> **Assigned task**:
Keep only the lines of the listing that include the word "when", and copy them.
[Start of Attachment]
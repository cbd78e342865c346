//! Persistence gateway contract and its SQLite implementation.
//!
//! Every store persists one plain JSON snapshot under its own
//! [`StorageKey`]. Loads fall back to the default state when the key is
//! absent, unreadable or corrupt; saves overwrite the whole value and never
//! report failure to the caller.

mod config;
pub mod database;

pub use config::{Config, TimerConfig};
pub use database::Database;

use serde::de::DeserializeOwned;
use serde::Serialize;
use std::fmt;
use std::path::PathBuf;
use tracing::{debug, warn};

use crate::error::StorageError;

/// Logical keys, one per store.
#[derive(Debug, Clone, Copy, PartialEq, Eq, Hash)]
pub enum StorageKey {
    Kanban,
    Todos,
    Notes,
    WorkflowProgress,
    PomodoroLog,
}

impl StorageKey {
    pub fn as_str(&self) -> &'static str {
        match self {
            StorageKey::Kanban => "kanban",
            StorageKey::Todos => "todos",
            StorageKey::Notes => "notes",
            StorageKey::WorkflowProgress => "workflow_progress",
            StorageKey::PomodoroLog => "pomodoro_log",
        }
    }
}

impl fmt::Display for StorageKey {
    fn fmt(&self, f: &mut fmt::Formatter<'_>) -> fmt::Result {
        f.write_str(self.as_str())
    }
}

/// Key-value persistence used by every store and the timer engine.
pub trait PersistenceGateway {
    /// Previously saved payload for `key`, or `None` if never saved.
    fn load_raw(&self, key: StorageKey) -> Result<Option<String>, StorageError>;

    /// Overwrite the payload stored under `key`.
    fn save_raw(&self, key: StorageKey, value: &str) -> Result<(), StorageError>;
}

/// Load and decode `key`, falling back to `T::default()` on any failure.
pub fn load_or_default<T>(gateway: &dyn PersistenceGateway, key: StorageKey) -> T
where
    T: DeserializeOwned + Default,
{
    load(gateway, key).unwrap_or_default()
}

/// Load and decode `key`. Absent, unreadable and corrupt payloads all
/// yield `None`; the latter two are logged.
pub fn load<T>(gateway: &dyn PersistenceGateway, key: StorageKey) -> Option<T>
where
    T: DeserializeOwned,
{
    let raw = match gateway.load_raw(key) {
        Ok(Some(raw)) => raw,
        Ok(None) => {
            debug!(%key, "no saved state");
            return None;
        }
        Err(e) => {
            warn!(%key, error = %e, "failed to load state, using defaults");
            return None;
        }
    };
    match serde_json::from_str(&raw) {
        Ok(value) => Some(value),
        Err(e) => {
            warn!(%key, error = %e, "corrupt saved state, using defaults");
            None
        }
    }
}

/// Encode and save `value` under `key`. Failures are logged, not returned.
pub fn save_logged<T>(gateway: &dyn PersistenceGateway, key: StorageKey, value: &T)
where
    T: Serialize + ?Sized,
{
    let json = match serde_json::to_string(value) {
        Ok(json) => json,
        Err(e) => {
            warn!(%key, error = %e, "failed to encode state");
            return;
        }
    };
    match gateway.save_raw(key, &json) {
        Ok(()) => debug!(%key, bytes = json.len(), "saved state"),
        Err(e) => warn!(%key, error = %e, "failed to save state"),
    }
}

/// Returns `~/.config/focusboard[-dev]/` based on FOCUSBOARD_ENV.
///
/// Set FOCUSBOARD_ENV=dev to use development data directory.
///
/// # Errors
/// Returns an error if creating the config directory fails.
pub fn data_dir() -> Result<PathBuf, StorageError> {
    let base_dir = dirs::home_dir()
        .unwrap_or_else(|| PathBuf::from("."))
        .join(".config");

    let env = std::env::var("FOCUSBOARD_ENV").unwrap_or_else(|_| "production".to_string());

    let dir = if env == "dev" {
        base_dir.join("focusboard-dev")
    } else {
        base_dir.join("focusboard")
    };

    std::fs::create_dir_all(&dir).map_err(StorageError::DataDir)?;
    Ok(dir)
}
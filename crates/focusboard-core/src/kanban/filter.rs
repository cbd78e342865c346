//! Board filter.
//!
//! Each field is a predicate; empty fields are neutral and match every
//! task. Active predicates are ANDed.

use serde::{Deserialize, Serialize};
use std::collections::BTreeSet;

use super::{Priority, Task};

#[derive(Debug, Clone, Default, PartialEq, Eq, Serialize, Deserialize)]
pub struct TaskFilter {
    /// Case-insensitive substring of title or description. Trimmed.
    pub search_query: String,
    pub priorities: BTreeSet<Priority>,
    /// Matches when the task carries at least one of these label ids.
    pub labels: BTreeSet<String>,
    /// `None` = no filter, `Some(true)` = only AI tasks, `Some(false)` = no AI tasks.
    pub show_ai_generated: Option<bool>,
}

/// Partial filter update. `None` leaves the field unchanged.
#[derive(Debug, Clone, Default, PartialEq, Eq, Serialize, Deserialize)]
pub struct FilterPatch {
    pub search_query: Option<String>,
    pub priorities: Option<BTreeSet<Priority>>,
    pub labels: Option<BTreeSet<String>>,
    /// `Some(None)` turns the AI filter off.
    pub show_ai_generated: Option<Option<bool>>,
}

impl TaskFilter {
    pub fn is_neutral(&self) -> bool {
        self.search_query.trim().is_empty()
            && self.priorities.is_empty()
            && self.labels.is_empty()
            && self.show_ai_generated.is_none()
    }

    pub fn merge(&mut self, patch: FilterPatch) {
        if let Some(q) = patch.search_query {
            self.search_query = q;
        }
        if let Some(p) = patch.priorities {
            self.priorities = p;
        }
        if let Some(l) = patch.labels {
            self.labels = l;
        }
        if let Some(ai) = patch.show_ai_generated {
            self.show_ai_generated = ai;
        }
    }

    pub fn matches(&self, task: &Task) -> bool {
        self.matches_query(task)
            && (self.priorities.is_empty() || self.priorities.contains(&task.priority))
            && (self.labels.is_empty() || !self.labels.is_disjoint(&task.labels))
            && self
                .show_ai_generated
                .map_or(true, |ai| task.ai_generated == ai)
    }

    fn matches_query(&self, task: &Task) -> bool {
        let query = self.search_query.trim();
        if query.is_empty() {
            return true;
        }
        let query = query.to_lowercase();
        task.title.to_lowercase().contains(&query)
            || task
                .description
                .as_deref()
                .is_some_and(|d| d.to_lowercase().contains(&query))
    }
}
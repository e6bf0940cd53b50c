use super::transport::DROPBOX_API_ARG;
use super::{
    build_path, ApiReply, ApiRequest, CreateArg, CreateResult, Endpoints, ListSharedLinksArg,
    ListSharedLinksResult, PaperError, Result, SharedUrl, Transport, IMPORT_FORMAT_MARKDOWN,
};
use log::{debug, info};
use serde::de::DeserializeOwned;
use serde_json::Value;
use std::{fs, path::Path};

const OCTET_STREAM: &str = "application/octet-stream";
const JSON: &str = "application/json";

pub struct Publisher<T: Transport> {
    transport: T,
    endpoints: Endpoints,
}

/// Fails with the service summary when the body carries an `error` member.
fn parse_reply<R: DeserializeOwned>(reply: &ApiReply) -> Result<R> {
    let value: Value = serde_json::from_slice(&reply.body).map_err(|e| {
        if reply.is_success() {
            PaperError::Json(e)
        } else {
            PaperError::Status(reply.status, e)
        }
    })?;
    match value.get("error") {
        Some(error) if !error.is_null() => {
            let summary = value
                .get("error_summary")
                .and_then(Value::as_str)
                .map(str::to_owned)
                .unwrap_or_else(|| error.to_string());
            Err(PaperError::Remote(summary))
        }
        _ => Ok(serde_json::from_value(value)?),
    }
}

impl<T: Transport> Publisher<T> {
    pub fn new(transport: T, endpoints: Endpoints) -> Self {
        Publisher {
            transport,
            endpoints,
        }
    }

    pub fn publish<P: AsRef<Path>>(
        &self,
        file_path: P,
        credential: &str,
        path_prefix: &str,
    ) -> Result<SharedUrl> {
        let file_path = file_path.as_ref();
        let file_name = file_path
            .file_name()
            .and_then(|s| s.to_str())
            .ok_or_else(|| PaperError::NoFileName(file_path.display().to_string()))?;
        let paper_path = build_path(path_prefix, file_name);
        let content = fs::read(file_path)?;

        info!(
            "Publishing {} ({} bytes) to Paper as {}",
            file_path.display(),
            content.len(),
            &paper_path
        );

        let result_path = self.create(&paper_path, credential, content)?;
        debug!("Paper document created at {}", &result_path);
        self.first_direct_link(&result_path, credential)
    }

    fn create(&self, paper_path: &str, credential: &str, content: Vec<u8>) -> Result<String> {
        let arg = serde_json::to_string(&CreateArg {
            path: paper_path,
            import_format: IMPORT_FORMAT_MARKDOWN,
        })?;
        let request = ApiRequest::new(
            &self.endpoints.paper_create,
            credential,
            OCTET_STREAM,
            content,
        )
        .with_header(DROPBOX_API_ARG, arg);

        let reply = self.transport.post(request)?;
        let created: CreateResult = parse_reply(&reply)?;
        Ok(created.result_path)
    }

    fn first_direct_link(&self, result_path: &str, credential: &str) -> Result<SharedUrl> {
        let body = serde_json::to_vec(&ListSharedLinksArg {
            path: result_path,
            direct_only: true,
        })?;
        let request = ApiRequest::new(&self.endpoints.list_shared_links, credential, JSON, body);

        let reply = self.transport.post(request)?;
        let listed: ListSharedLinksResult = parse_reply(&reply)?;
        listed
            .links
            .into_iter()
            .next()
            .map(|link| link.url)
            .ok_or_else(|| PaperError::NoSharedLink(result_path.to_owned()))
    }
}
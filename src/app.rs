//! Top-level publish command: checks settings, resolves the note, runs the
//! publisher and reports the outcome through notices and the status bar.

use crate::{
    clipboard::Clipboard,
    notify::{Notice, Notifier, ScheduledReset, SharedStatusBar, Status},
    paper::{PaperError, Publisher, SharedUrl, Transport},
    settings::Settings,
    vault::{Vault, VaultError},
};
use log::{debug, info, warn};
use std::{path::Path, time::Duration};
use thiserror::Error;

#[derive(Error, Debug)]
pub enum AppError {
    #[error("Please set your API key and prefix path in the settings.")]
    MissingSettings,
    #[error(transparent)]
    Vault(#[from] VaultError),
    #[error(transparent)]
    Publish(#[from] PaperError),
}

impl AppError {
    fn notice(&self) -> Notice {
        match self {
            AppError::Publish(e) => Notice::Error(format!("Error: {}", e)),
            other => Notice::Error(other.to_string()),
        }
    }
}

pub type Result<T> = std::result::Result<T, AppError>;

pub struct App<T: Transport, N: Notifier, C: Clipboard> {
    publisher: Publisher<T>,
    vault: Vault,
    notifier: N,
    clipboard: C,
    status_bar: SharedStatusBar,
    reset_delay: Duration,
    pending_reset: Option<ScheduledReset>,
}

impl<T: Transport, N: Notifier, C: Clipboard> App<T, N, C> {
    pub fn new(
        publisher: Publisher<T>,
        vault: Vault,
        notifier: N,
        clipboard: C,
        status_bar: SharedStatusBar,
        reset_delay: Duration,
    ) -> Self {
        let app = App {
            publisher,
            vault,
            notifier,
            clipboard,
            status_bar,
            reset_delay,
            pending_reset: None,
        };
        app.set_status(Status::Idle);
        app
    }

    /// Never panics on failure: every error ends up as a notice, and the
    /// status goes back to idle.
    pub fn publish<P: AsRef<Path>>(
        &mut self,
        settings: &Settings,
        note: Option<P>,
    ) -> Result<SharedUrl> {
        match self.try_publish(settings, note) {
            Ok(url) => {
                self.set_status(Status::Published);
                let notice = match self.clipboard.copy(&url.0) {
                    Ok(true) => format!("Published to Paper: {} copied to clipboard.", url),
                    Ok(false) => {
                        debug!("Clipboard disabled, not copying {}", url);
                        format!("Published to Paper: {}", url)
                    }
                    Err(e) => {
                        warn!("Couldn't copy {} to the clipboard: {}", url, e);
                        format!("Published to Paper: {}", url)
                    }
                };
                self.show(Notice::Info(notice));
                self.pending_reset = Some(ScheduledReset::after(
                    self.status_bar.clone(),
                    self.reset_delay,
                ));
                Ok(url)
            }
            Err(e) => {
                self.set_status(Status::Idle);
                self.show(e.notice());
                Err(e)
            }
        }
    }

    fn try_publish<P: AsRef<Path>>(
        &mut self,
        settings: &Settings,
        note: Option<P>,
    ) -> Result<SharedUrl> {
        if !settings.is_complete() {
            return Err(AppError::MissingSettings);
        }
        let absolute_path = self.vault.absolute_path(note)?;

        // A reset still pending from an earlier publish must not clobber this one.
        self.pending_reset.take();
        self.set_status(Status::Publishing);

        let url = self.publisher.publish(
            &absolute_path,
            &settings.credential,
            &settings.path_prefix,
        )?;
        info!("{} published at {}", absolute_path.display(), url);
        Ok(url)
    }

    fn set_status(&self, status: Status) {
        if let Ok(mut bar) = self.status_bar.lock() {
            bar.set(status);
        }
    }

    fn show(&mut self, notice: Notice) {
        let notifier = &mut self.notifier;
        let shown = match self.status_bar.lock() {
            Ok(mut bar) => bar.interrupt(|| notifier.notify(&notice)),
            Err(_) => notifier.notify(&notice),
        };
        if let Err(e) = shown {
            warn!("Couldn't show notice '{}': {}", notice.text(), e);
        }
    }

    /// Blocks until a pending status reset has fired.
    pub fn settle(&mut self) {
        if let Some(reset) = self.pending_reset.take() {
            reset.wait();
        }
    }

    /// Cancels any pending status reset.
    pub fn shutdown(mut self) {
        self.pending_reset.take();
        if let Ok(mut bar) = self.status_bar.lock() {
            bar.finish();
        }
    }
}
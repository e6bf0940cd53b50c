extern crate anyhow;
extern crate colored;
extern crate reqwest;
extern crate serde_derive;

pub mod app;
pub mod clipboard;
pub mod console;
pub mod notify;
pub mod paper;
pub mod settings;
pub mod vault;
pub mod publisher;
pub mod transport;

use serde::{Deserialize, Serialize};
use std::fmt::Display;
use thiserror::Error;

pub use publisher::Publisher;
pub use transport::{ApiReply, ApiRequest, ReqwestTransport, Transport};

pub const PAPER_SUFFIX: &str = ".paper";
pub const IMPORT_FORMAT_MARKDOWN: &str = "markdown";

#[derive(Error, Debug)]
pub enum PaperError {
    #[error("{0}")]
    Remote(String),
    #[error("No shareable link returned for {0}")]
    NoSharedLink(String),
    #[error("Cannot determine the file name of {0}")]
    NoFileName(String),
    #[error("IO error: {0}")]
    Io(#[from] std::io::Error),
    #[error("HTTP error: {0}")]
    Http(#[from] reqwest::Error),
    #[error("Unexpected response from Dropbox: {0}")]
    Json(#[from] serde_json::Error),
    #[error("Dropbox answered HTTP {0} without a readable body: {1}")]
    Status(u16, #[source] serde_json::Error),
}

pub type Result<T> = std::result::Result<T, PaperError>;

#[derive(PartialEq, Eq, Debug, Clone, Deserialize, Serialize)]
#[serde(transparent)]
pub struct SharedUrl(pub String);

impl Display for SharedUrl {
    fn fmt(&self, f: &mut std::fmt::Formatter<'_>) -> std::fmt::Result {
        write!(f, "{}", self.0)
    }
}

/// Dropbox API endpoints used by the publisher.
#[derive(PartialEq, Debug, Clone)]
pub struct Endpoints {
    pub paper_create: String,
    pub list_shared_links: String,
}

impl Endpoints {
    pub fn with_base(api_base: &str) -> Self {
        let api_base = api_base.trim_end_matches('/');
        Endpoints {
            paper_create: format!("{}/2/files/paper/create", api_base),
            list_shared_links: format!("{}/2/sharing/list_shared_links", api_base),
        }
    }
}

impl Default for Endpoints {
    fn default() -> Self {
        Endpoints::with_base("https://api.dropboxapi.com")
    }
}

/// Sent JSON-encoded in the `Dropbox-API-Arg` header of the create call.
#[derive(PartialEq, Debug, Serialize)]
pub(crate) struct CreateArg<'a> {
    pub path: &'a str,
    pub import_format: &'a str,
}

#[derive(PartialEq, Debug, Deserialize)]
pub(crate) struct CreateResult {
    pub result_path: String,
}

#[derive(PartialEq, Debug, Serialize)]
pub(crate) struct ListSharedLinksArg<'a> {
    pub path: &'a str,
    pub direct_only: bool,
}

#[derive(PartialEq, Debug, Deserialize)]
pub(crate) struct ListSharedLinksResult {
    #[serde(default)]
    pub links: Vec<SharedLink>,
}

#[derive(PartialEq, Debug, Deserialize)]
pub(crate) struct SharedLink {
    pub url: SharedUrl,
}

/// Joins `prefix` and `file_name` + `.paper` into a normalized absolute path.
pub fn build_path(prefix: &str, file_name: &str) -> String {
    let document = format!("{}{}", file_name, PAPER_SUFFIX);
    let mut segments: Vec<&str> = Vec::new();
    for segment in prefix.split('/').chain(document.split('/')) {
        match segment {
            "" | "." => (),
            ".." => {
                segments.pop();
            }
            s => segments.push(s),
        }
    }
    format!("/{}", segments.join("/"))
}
[End of Attachment]
> **Result for this task**:
//! [`StorageKey`]. Loads fall back to the default state when the key is
    /// Matches when the task carries at least one of these label ids.
/// Fails with the service summary when the body carries an `error` member.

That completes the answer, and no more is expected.